If you get accepted, here is what we will encourage you to do to have a successful project:
Community bonding period
- Start communicating with your mentors on refining your project proposal, finalizing deadlines and setting milestones.
- Join Zulip (if you haven't already), a communication platform that program administrators will use to share announcements and opportunities for participating in Wikimedia activities.
- Write blogposts and link them from your Phabricator project task.
- When you complete a task other than the writing work, for example, join Zulip, pass an evaluation phase, write a blogpost, make sure to add it to the Updates column in the Season of Docs/2020#Accepted projects section.
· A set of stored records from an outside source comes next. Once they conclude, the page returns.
//! # Torus Parameters
//!
//! Raw shape inputs and their normalization into a validated torus.
//!
//! ## Normalization Rules
//!
//! | Field | Unset / zero / NaN becomes | Rejected when |
//! |-------|----------------------------|---------------|
//! | `radius` | [`DEFAULT_RADIUS`] | `<= 0` or infinite |
//! | `tube` | [`DEFAULT_TUBE`] | `<= 0` or infinite |
//! | `radial_segments` | [`DEFAULT_RADIAL_SEGMENTS`] | `< 1` after truncation |
//! | `tubular_segments` | [`DEFAULT_TUBULAR_SEGMENTS`] | `< 1` after truncation |
//! | `arc` | [`DEFAULT_ARC`] | infinite |
//!
//! Segment counts are truncated toward zero before the zero check, so `0.7`
//! and `-0.5` resolve to the default while `2.9` resolves to `2`.

use crate::error::{MeshError, MeshResult};
use config::constants::{
    DEFAULT_ARC, DEFAULT_RADIAL_SEGMENTS, DEFAULT_RADIUS, DEFAULT_TUBE,
    DEFAULT_TUBULAR_SEGMENTS, MAX_VERTICES,
};
use serde::{Deserialize, Serialize};

/// Torus shape as supplied by a caller.
///
/// Fields are plain `f64` so values coming from a dynamic boundary (JSON,
/// JavaScript) keep their "zero means default" meaning until
/// [`TorusParams::resolve`] interprets them. Missing JSON fields take the
/// documented defaults.
///
/// # Example
///
/// ```rust
/// use torus_mesh::TorusParams;
///
/// let params = TorusParams::new(10.0, 3.0, 64, 100);
/// let torus = params.resolve().unwrap();
/// assert_eq!(torus.vertex_count(), 65 * 101);
///
/// let from_json: TorusParams = serde_json::from_str(r#"{"radius": 10}"#).unwrap();
/// assert_eq!(from_json.resolve().unwrap().radial_segments, 8);
/// ```
#[derive(Debug, Clone, Copy, PartialEq, Serialize, Deserialize)]
#[serde(default, rename_all = "camelCase")]
pub struct TorusParams {
    /// Distance from the torus center to the tube centerline.
    pub radius: f64,
    /// Undisplaced tube radius.
    pub tube: f64,
    /// Subdivisions around the main ring.
    pub radial_segments: f64,
    /// Subdivisions around the tube cross-section.
    pub tubular_segments: f64,
    /// Angular sweep of the tube around the main axis, in radians.
    pub arc: f64,
}

impl Default for TorusParams {
    fn default() -> Self {
        Self {
            radius: DEFAULT_RADIUS,
            tube: DEFAULT_TUBE,
            radial_segments: f64::from(DEFAULT_RADIAL_SEGMENTS),
            tubular_segments: f64::from(DEFAULT_TUBULAR_SEGMENTS),
            arc: DEFAULT_ARC,
        }
    }
}

impl TorusParams {
    /// Creates a full-circle torus with integral segment counts.
    pub fn new(radius: f64, tube: f64, radial_segments: u32, tubular_segments: u32) -> Self {
        Self {
            radius,
            tube,
            radial_segments: f64::from(radial_segments),
            tubular_segments: f64::from(tubular_segments),
            arc: DEFAULT_ARC,
        }
    }

    /// Sets the angular sweep in radians.
    pub fn with_arc(mut self, arc: f64) -> Self {
        self.arc = arc;
        self
    }

    /// Applies the documented defaults and validates the result.
    ///
    /// # Errors
    ///
    /// Returns [`MeshError::InvalidParameter`] naming the first field that is
    /// out of range after defaults were applied, or when the resulting grid
    /// would exceed [`MAX_VERTICES`].
    pub fn resolve(&self) -> MeshResult<ResolvedTorus> {
        let radius = or_default(self.radius, DEFAULT_RADIUS);
        let tube = or_default(self.tube, DEFAULT_TUBE);
        let arc = or_default(self.arc, DEFAULT_ARC);

        require_positive("radius", radius)?;
        require_positive("tube", tube)?;
        if !arc.is_finite() {
            return Err(MeshError::invalid_parameter("arc", arc, "must be finite"));
        }

        let radial_segments =
            segments_or_default("radial_segments", self.radial_segments, DEFAULT_RADIAL_SEGMENTS)?;
        let tubular_segments = segments_or_default(
            "tubular_segments",
            self.tubular_segments,
            DEFAULT_TUBULAR_SEGMENTS,
        )?;

        // u32::MAX + 1 squared does not fit in u64
        let rings = u64::from(radial_segments) + 1;
        let ring_stride = u64::from(tubular_segments) + 1;
        rings
            .checked_mul(ring_stride)
            .filter(|&count| count <= MAX_VERTICES as u64)
            .ok_or_else(|| {
                MeshError::invalid_parameter(
                    "radial_segments x tubular_segments",
                    rings as f64 * ring_stride as f64,
                    format!("grid exceeds {MAX_VERTICES} vertices"),
                )
            })?;

        Ok(ResolvedTorus {
            radius,
            tube,
            radial_segments,
            tubular_segments,
            arc,
        })
    }
}

/// Torus shape after defaults and validation.
///
/// Only [`TorusParams::resolve`] creates one, so every instance satisfies
/// `radius > 0`, `tube > 0`, both segment counts `>= 1` and a finite arc.
#[derive(Debug, Clone, Copy, PartialEq)]
pub struct ResolvedTorus {
    /// Distance from the torus center to the tube centerline.
    pub radius: f64,
    /// Undisplaced tube radius.
    pub tube: f64,
    /// Subdivisions around the main ring (`R`).
    pub radial_segments: u32,
    /// Subdivisions around the tube cross-section (`T`).
    pub tubular_segments: u32,
    /// Angular sweep in radians.
    pub arc: f64,
}

impl ResolvedTorus {
    /// Vertices per ring: `T + 1`.
    #[inline]
    pub fn ring_stride(&self) -> u32 {
        self.tubular_segments + 1
    }

    /// Total vertex count: `(R + 1) * (T + 1)`.
    #[inline]
    pub fn vertex_count(&self) -> usize {
        (self.radial_segments as usize + 1) * (self.tubular_segments as usize + 1)
    }

    /// Total index count: `6 * R * T`.
    #[inline]
    pub fn index_count(&self) -> usize {
        6 * self.radial_segments as usize * self.tubular_segments as usize
    }
}

/// Zero, negative zero and NaN count as unset.
fn or_default(value: f64, default: f64) -> f64 {
    if value == 0.0 || value.is_nan() {
        default
    } else {
        value
    }
}

fn require_positive(name: &'static str, value: f64) -> MeshResult<()> {
    if value <= 0.0 {
        return Err(MeshError::invalid_parameter(name, value, "must be positive"));
    }
    if !value.is_finite() {
        return Err(MeshError::invalid_parameter(name, value, "must be finite"));
    }
    Ok(())
}

fn segments_or_default(name: &'static str, value: f64, default: u32) -> MeshResult<u32> {
    let whole = value.trunc();
    if whole == 0.0 || whole.is_nan() {
        return Ok(default);
    }
    if whole < 1.0 {
        return Err(MeshError::invalid_parameter(name, whole, "must be at least 1"));
    }
    if whole > f64::from(u32::MAX) {
        return Err(MeshError::invalid_parameter(name, whole, "is too large"));
    }
    Ok(whole as u32)
}
//! # Torus Mesh
//!
//! Generates a torus whose tube radius is displaced by a heightmap, sampled
//! by wrapping image columns around the main ring and image rows around the
//! tube.
//!
//! ## Architecture
//!
//! ```text
//! pixel buffer → Heightmap ─┐
//!                           ├→ generate → Mesh → (optional) weld
//! TorusParams → resolve() ──┘
//! ```
//!
//! The displacement is baked into vertex positions once; the resulting
//! [`Mesh`] is inert data (positions, normals, UVs, triangle indices) for
//! any renderer that accepts position/normal/uv streams and an index list.
//!
//! ## Usage
//!
//! ```rust
//! use torus_mesh::{generate, Heightmap, TorusParams};
//!
//! // 96x64 RGBA heightmap, all pixels at half intensity.
//! let pixels = vec![128u8; 96 * 64 * 4];
//! let heightmap = Heightmap::new(&pixels, 96, 64)?;
//!
//! let mesh = generate(&heightmap, &TorusParams::new(10.0, 3.0, 64, 100))?;
//! assert_eq!(mesh.vertex_count(), 65 * 101);
//!
//! // Merge the duplicated seam vertices before rendering.
//! let welded = mesh.weld(4)?;
//! assert_eq!(welded.vertex_count(), 64 * 100);
//! # Ok::<(), torus_mesh::MeshError>(())
//! ```
//!
//! ## Features
//!
//! - `parallel` (default): builds large meshes ring-by-ring with `rayon`
//! - `image`: builds heightmaps from `image` buffers and decodes PNG bytes

pub mod error;
pub mod generator;
pub mod heightmap;
pub mod mesh;
pub mod ops;
pub mod params;

pub use error::{MeshError, MeshResult};
pub use generator::{generate, generate_with_config};
pub use heightmap::Heightmap;
pub use mesh::Mesh;
pub use params::{ResolvedTorus, TorusParams};

pub use config::constants::MesherConfig;
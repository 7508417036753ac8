//! WASM-facing entry points for heightmap torus generation.
//!
//! This crate is compiled to a `cdylib` and consumed from JavaScript via
//! `wasm-bindgen`. The browser reads the heightmap pixels out of a canvas
//! (`getImageData`) and hands the RGBA bytes straight to [`generate_torus`].
//! Native tests go through [`generate_torus_internal`] to avoid depending on
//! a JS host.
//!
//! ```
//! use torus_mesh::TorusParams;
//!
//! let pixels = vec![128u8; 4 * 4 * 4];
//! let mesh = torus_wasm::generate_torus_internal(&pixels, 4, 4, &TorusParams::default(), false)
//!     .unwrap();
//! assert_eq!(mesh.vertex_count(), 9 * 7);
//! ```

use config::constants::WELD_PRECISION_POINTS;
use torus_mesh::{generate, Heightmap, MeshError, MeshResult, TorusParams};
use wasm_bindgen::prelude::*;

mod mesh_handle;

pub use mesh_handle::MeshHandle;

/// Installs a panic hook that forwards Rust panics to the browser console.
///
/// # Examples
/// ```no_run
/// // In JavaScript: import and call once at startup.
/// // import { init_panic_hook } from "torus_wasm";
/// // init_panic_hook();
/// ```
#[wasm_bindgen]
pub fn init_panic_hook() {
    #[cfg(feature = "console_error_panic_hook")]
    console_error_panic_hook::set_once();
}

/// Returns the default torus parameters as a camelCase JSON object.
///
/// UI code uses this to seed its controls so the defaults live in one place.
///
/// # Examples
/// ```
/// let json = torus_wasm::default_params_json();
/// assert!(json.contains("\"radialSegments\":8"));
/// ```
#[wasm_bindgen]
pub fn default_params_json() -> String {
    // Plain numbers only, serialization cannot fail.
    serde_json::to_string(&TorusParams::default()).unwrap_or_default()
}

/// Generates a heightmap-displaced torus from RGBA canvas pixels.
///
/// Zero, negative-zero and NaN parameters fall back to their defaults, so a
/// UI can pass raw slider values through. When `weld` is set the duplicated
/// seam vertices are merged before the buffers are handed back.
///
/// # Errors
/// Returns a JavaScript error value containing a human-readable message
/// when the heightmap or parameters are invalid.
///
/// # Examples
/// ```no_run
/// // In JavaScript:
/// // const { data, width, height } = ctx.getImageData(0, 0, w, h);
/// // const mesh = generate_torus(data, width, height, 10, 3, 64, 100, 0, true);
/// // geometry.setAttribute("position", new THREE.BufferAttribute(mesh.positions(), 3));
/// ```
#[wasm_bindgen]
#[allow(clippy::too_many_arguments)]
pub fn generate_torus(
    pixels: &[u8],
    width: u32,
    height: u32,
    radius: f64,
    tube: f64,
    radial_segments: f64,
    tubular_segments: f64,
    arc: f64,
    weld: bool,
) -> Result<MeshHandle, JsValue> {
    let params = TorusParams {
        radius,
        tube,
        radial_segments,
        tubular_segments,
        arc,
    };
    generate_torus_internal(pixels, width, height, &params, weld).map_err(to_js_error)
}

/// Same as [`generate_torus`] but takes the parameters as a JSON object.
///
/// Missing fields take their defaults, e.g. `{"radius": 10, "tube": 3}`.
///
/// # Errors
/// Returns a JavaScript error value when the JSON is malformed or
/// generation fails.
#[wasm_bindgen]
pub fn generate_torus_json(
    pixels: &[u8],
    width: u32,
    height: u32,
    params_json: &str,
    weld: bool,
) -> Result<MeshHandle, JsValue> {
    let params = parse_params_json(params_json).map_err(to_js_error)?;
    generate_torus_internal(pixels, width, height, &params, weld).map_err(to_js_error)
}

/// Host-only helper behind [`generate_torus`] that exposes Rust error types.
///
/// # Errors
/// Returns [`MeshError`] when the heightmap buffer is inconsistent with its
/// dimensions or the parameters cannot be resolved.
pub fn generate_torus_internal(
    pixels: &[u8],
    width: u32,
    height: u32,
    params: &TorusParams,
    weld: bool,
) -> MeshResult<MeshHandle> {
    let heightmap = Heightmap::new(pixels, width, height)?;
    let mesh = generate(&heightmap, params)?;
    let mesh = if weld {
        mesh.weld(WELD_PRECISION_POINTS)?
    } else {
        mesh
    };

    log::debug!(
        "torus ready: {} vertices, {} triangles (welded: {weld})",
        mesh.vertex_count(),
        mesh.triangle_count()
    );
    Ok(MeshHandle::from_mesh(&mesh))
}

/// Parses a camelCase parameter object such as `{"radialSegments": 32}`.
///
/// # Errors
/// Returns [`MeshError::InvalidParameter`] naming the JSON problem.
pub fn parse_params_json(params_json: &str) -> MeshResult<TorusParams> {
    serde_json::from_str(params_json).map_err(|err| {
        MeshError::invalid_parameter("params", f64::NAN, format!("malformed JSON: {err}"))
    })
}

fn to_js_error(err: MeshError) -> JsValue {
    JsValue::from_str(&err.to_string())
}

#[cfg(test)]
mod tests;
- Upload your profile picture on Wikimedia Commons, and add it below your name in the Season of Docs/2020#Accepted projects section.
- Stay in touch with Wikimedia community members and help them learn about you more:
- Read stories from across the Wikimedia movement on Medium.
- Watch previous videos on Wikimedia technical topics.
- Write weekly reports.
- Stay up-to-date with your goals as outlined in the timeline.
- Communicate regularly with mentors and keep them updated about your progress and challenges.
- Submit evaluations on time.
- Attend any program-related meetings we host.
- Follow any guidelines we share to involve you in our community and process.
Stay involved after the internship
- Mentor tasks in Google Code-in at the end of a calendar year. Learn about the responsibilities. All interns who successfully complete their project will be encouraged to apply as a mentor.
- Become a mentor in the next round of Season of Docs, Google Summer of Code or Outreachy. Interns who demonstrate good quality work and ability to mentor will be encouraged by their mentors and organization administrators to apply.
- Learn about the upcoming Wikimedia Hackathons and apply for a scholarship to attend.
- Request quick support through Grants:Project/Rapid if you would like to continue working on further ideas for improvements to your Season of Docs project. You could also request support for conference travel. Read previous grant requests such as this one and this one.
- Spread the word in your university about Wikimedia Outreach programs.
- Stay in touch with organization administrators on Zulip.
- Continue working on Wikimedia New Developers projects.
- Ask us almost anything on the Zulip chat.